Abstract

The wide dynamic range of serum proteome restrained discovery of clinically interested proteins in large cohort studies. Herein, we presented a high-sensitivity, high-throughput, and precise pan-targeted serum proteomic strategy for highly efficient cancer serum proteomic research and biomarker discovery. We constructed a resource of over 2000 cancer-secreted proteins, and the standard MS assays and spectra of at least one synthetic unique peptide per protein were acquired and documented (Cancer Serum Atlas, www.cancerserumatlas.com). Then, the standard peptide-anchored parallel reaction monitoring (SPA-PRM) method was developed with support of the Cancer Serum Atlas, achieving precise quantification of cancer-secreted proteins with high throughput and sensitivity.
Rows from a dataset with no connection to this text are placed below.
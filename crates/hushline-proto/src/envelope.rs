//! Envelope codec.
//!
//! An envelope is the four-field record the relay stores and forwards:
//! ciphertext, nonce, salt and a type tag. Binary fields travel as unpadded
//! base64url. The relay never looks inside; only clients call [`Envelope::unpack`].
//!
//! A fallback envelope carries plaintext instead of ciphertext. It is tagged
//! twice so a receiver cannot mistake it for a sealed message: the type tag is
//! `"fallback"` and both `nonce` and `salt` hold [`FALLBACK_MARKER`].

use base64::{
    Engine, alphabet,
    engine::{
        DecodePaddingMode, GeneralPurpose, GeneralPurposeConfig, general_purpose::URL_SAFE_NO_PAD,
    },
};
use serde::{Deserialize, Serialize};

use crate::errors::{ProtocolError, Result};

/// Value of `nonce` and `salt` in a fallback envelope.
pub const FALLBACK_MARKER: &str = "unencrypted";

/// URL-safe alphabet that accepts both padded and unpadded input.
const LENIENT_URL_SAFE: GeneralPurpose = GeneralPurpose::new(
    &alphabet::URL_SAFE,
    GeneralPurposeConfig::new()
        .with_encode_padding(false)
        .with_decode_padding_mode(DecodePaddingMode::Indifferent),
);

/// Envelope type tag.
#[derive(Debug, Clone, Copy, PartialEq, Eq, Hash, Serialize, Deserialize)]
#[serde(rename_all = "snake_case")]
pub enum EnvelopeKind {
    /// AEAD-sealed text message
    Text,
    /// Unencrypted fallback payload
    Fallback,
}

/// Envelope as it appears on the wire and in storage.
#[derive(Debug, Clone, PartialEq, Eq, Serialize, Deserialize)]
pub struct WireEnvelope {
    /// base64url ciphertext (or UTF-8 plaintext for fallback)
    pub ciphertext: String,
    /// base64url nonce, or [`FALLBACK_MARKER`]
    pub nonce: String,
    /// base64url salt, or [`FALLBACK_MARKER`]
    pub salt: String,
    /// Type tag
    #[serde(rename = "type")]
    pub kind: EnvelopeKind,
}

impl WireEnvelope {
    /// Length of the longest encoded field.
    pub fn largest_field(&self) -> usize {
        self.ciphertext.len().max(self.nonce.len()).max(self.salt.len())
    }

    /// True if this envelope claims to be a fallback payload.
    pub fn is_fallback(&self) -> bool {
        self.kind == EnvelopeKind::Fallback
    }
}

/// Decoded envelope contents.
#[derive(Debug, Clone, PartialEq, Eq)]
pub enum Envelope {
    /// Sealed message fields, still encrypted
    Sealed {
        /// Ciphertext including the authentication tag
        ciphertext: Vec<u8>,
        /// AEAD nonce
        nonce: Vec<u8>,
        /// KDF salt
        salt: Vec<u8>,
    },
    /// Plaintext sent in fallback mode
    Fallback {
        /// Message text
        plaintext: String,
    },
}

impl Envelope {
    /// Encode for the wire. Total.
    pub fn pack(&self) -> WireEnvelope {
        match self {
            Self::Sealed { ciphertext, nonce, salt } => WireEnvelope {
                ciphertext: URL_SAFE_NO_PAD.encode(ciphertext),
                nonce: URL_SAFE_NO_PAD.encode(nonce),
                salt: URL_SAFE_NO_PAD.encode(salt),
                kind: EnvelopeKind::Text,
            },
            Self::Fallback { plaintext } => WireEnvelope {
                ciphertext: URL_SAFE_NO_PAD.encode(plaintext.as_bytes()),
                nonce: FALLBACK_MARKER.to_string(),
                salt: FALLBACK_MARKER.to_string(),
                kind: EnvelopeKind::Fallback,
            },
        }
    }

    /// Decode wire fields.
    ///
    /// # Errors
    ///
    /// - `Base64` if a binary field is not base64url (padded or not)
    /// - `InconsistentEnvelope` if the type tag and the fallback markers
    ///   disagree, or a fallback payload is not UTF-8
    pub fn unpack(wire: &WireEnvelope) -> Result<Self> {
        let marked = wire.nonce == FALLBACK_MARKER || wire.salt == FALLBACK_MARKER;

        match wire.kind {
            EnvelopeKind::Text => {
                if marked {
                    return Err(ProtocolError::InconsistentEnvelope {
                        reason: "text envelope carries fallback marker".to_string(),
                    });
                }

                Ok(Self::Sealed {
                    ciphertext: decode_field(&wire.ciphertext, "ciphertext")?,
                    nonce: decode_field(&wire.nonce, "nonce")?,
                    salt: decode_field(&wire.salt, "salt")?,
                })
            },
            EnvelopeKind::Fallback => {
                if wire.nonce != FALLBACK_MARKER || wire.salt != FALLBACK_MARKER {
                    return Err(ProtocolError::InconsistentEnvelope {
                        reason: "fallback envelope without fallback marker".to_string(),
                    });
                }

                let bytes = decode_field(&wire.ciphertext, "ciphertext")?;
                let plaintext = String::from_utf8(bytes).map_err(|_| {
                    ProtocolError::InconsistentEnvelope {
                        reason: "fallback payload is not UTF-8".to_string(),
                    }
                })?;

                Ok(Self::Fallback { plaintext })
            },
        }
    }

    /// True for [`Envelope::Fallback`].
    pub fn is_fallback(&self) -> bool {
        matches!(self, Self::Fallback { .. })
    }
}

fn decode_field(value: &str, field: &'static str) -> Result<Vec<u8>> {
    LENIENT_URL_SAFE.decode(value).map_err(|_| ProtocolError::Base64 { field })
}
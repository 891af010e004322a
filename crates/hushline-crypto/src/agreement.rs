//! X25519 shared secret derivation.

use std::fmt;

use zeroize::Zeroize;

use crate::{
    error::CryptoError,
    keypair::{KeyPairStore, PublicKey},
};

/// Size of the agreed secret.
pub const SHARED_SECRET_SIZE: usize = 32;

/// Secret agreed between a local private key and a peer public key.
///
/// Identical on both sides of a conversation. Zeroized on drop.
#[derive(Clone)]
pub struct SharedSecret([u8; SHARED_SECRET_SIZE]);

impl SharedSecret {
    /// Wrap existing secret bytes.
    pub fn from_bytes(bytes: [u8; SHARED_SECRET_SIZE]) -> Self {
        Self(bytes)
    }

    /// Secret bytes.
    pub fn as_bytes(&self) -> &[u8; SHARED_SECRET_SIZE] {
        &self.0
    }
}

impl Drop for SharedSecret {
    fn drop(&mut self) {
        self.0.zeroize();
    }
}

impl fmt::Debug for SharedSecret {
    fn fmt(&self, f: &mut fmt::Formatter<'_>) -> fmt::Result {
        f.write_str("SharedSecret(<redacted>)")
    }
}

impl PartialEq for SharedSecret {
    fn eq(&self, other: &Self) -> bool {
        // Not constant time; only used by tests and diagnostics
        self.0 == other.0
    }
}

impl Eq for SharedSecret {}

/// Derive the shared secret between our key pair and a peer's public key.
///
/// Pure function of its inputs. Not cached.
///
/// # Errors
///
/// - `Agreement` if the peer key uses a different algorithm, or is a low-order
///   point that would force an all-zero (non-contributory) secret
pub fn derive_shared_secret(
    local: &KeyPairStore,
    remote: &PublicKey,
) -> Result<SharedSecret, CryptoError> {
    if remote.algorithm() != local.algorithm() {
        return Err(CryptoError::Agreement {
            reason: format!(
                "peer key is {}, local key is {}",
                remote.algorithm(),
                local.algorithm()
            ),
        });
    }

    let agreed = local.pair().secret().diffie_hellman(remote.inner());
    if !agreed.was_contributory() {
        return Err(CryptoError::Agreement { reason: "peer key is a low-order point".to_string() });
    }

    Ok(SharedSecret(agreed.to_bytes()))
}

#[cfg(test)]
mod tests {
    use super::*;

    #[test]
    fn both_sides_agree() {
        let alice = KeyPairStore::generate([1u8; 32]);
        let bob = KeyPairStore::generate([2u8; 32]);

        let ab = derive_shared_secret(&alice, &bob.public_key()).unwrap();
        let ba = derive_shared_secret(&bob, &alice.public_key()).unwrap();

        assert_eq!(ab, ba);
    }

    #[test]
    fn different_peers_different_secrets() {
        let alice = KeyPairStore::generate([1u8; 32]);
        let bob = KeyPairStore::generate([2u8; 32]);
        let carol = KeyPairStore::generate([3u8; 32]);

        let with_bob = derive_shared_secret(&alice, &bob.public_key()).unwrap();
        let with_carol = derive_shared_secret(&alice, &carol.public_key()).unwrap();

        assert_ne!(with_bob, with_carol);
    }

    #[test]
    fn low_order_point_rejected() {
        let alice = KeyPairStore::generate([1u8; 32]);
        let identity = PublicKey::from_bytes([0u8; 32]);

        let err = derive_shared_secret(&alice, &identity).unwrap_err();
        assert!(matches!(err, CryptoError::Agreement { .. }));
    }

    #[test]
    fn debug_is_redacted() {
        let secret = SharedSecret::from_bytes([0xAA; 32]);
        assert_eq!(format!("{secret:?}"), "SharedSecret(<redacted>)");
    }
}
//! Environment and host identification.

use std::env;
use std::path::PathBuf;

use super::RealRuntime;

impl RealRuntime {
    #[tracing::instrument(skip(self))]
    pub(crate) fn env_var_impl(&self, key: &str) -> Result<String, env::VarError> {
        env::var(key)
    }

    pub(crate) fn os_name_impl(&self) -> String {
        self.os
            .clone()
            .unwrap_or_else(|| env::consts::OS.to_string())
    }

    pub(crate) fn arch_name_impl(&self) -> String {
        self.arch
            .clone()
            .unwrap_or_else(|| env::consts::ARCH.to_string())
    }

    #[tracing::instrument(skip(self))]
    pub(crate) fn temp_dir_impl(&self) -> PathBuf {
        env::temp_dir()
    }
}
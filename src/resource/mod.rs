//! Embedded resource lookup
//!
//! The packaging step that embeds payloads is external to the bootstrap. The
//! core only needs to open a resource by its relative name, so it goes through
//! the [`ResourceSource`] trait. Names use `/` separators and follow the
//! `<arch>/<variant>/<payload>` convention (see [`payload_resource_name`]).

mod dir;
mod memory;

use crate::platform::Arch;
use std::io::Read;

pub use dir::DirSource;
pub use memory::MemorySource;

/// Name of the version descriptor at the resource root.
pub const VERSION_RESOURCE: &str = "version.properties";

/// An opened resource: its exact size and a reader over its bytes.
pub struct Resource {
    pub size: u64,
    pub reader: Box<dyn Read + Send>,
}

impl std::fmt::Debug for Resource {
    fn fmt(&self, f: &mut std::fmt::Formatter<'_>) -> std::fmt::Result {
        f.debug_struct("Resource").field("size", &self.size).finish()
    }
}

/// Read-only store of embedded resources.
#[cfg_attr(test, mockall::automock)]
pub trait ResourceSource: Send + Sync {
    /// Open a resource by relative name, or `None` if the package does not contain it.
    fn open(&self, name: &str) -> Option<Resource>;
}

/// Resource name of a payload for one architecture and variant.
pub fn payload_resource_name(arch: Arch, variant: &str, payload: &str) -> String {
    format!("{}/{}/{}", arch.as_str(), variant, payload)
}
//! File system operations (probe, create, rename, remove).

use anyhow::{Context, Result};
use std::fs;
use std::path::{Path, PathBuf};

use super::RealRuntime;

impl RealRuntime {
    #[tracing::instrument(skip(self))]
    pub(crate) fn create_dir_all_impl(&self, path: &Path) -> Result<()> {
        fs::create_dir_all(path).context("Failed to create directory")?;
        Ok(())
    }

    #[tracing::instrument(skip(self))]
    pub(crate) fn file_size_impl(&self, path: &Path) -> Option<u64> {
        fs::metadata(path)
            .ok()
            .filter(|m| m.is_file())
            .map(|m| m.len())
    }

    #[tracing::instrument(skip(self))]
    pub(crate) fn create_file_impl(&self, path: &Path) -> Result<Box<dyn std::io::Write + Send>> {
        let file = fs::File::create(path).context("Failed to create file")?;
        Ok(Box::new(file))
    }

    #[tracing::instrument(skip(self))]
    pub(crate) fn rename_impl(&self, from: &Path, to: &Path) -> Result<()> {
        fs::rename(from, to).context("Failed to rename file")?;
        Ok(())
    }

    #[tracing::instrument(skip(self))]
    pub(crate) fn remove_file_impl(&self, path: &Path) -> Result<()> {
        fs::remove_file(path).context("Failed to remove file")?;
        Ok(())
    }

    #[tracing::instrument(skip(self))]
    pub(crate) fn remove_dir_all_impl(&self, path: &Path) -> Result<()> {
        fs::remove_dir_all(path).context("Failed to remove directory and its contents")?;
        Ok(())
    }

    #[tracing::instrument(skip(self))]
    pub(crate) fn exists_impl(&self, path: &Path) -> bool {
        path.exists()
    }

    pub(crate) fn absolute_impl(&self, path: &Path) -> Result<PathBuf> {
        std::path::absolute(path)
            .with_context(|| format!("Failed to resolve absolute path of {}", path.display()))
    }
}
We directly quantified 325 cancer-related serum proteins in 288 serums of four cancer types (liver, stomach, lung, breast) and controls with the pan-targeted strategy and discovered considerable potential biomarker benefits for early detection of cancer. Finally, a proteomic-based multicancer detection model was built, demonstrating high sensitivity (87.2%) and specificity (100%), with 73.8% localization accuracy for an independent test set. In conclusion, the Cancer Serum Atlas provides a wide range of potential biomarkers that serve as targets and standard assays for systematic and highly efficient serological studies of cancer. The Cancer Serum Atlas-supported pan-targeted proteomic strategy enables highly efficient biomarker discovery and multicancer detection and thus can be a powerful tool for liquid biopsy.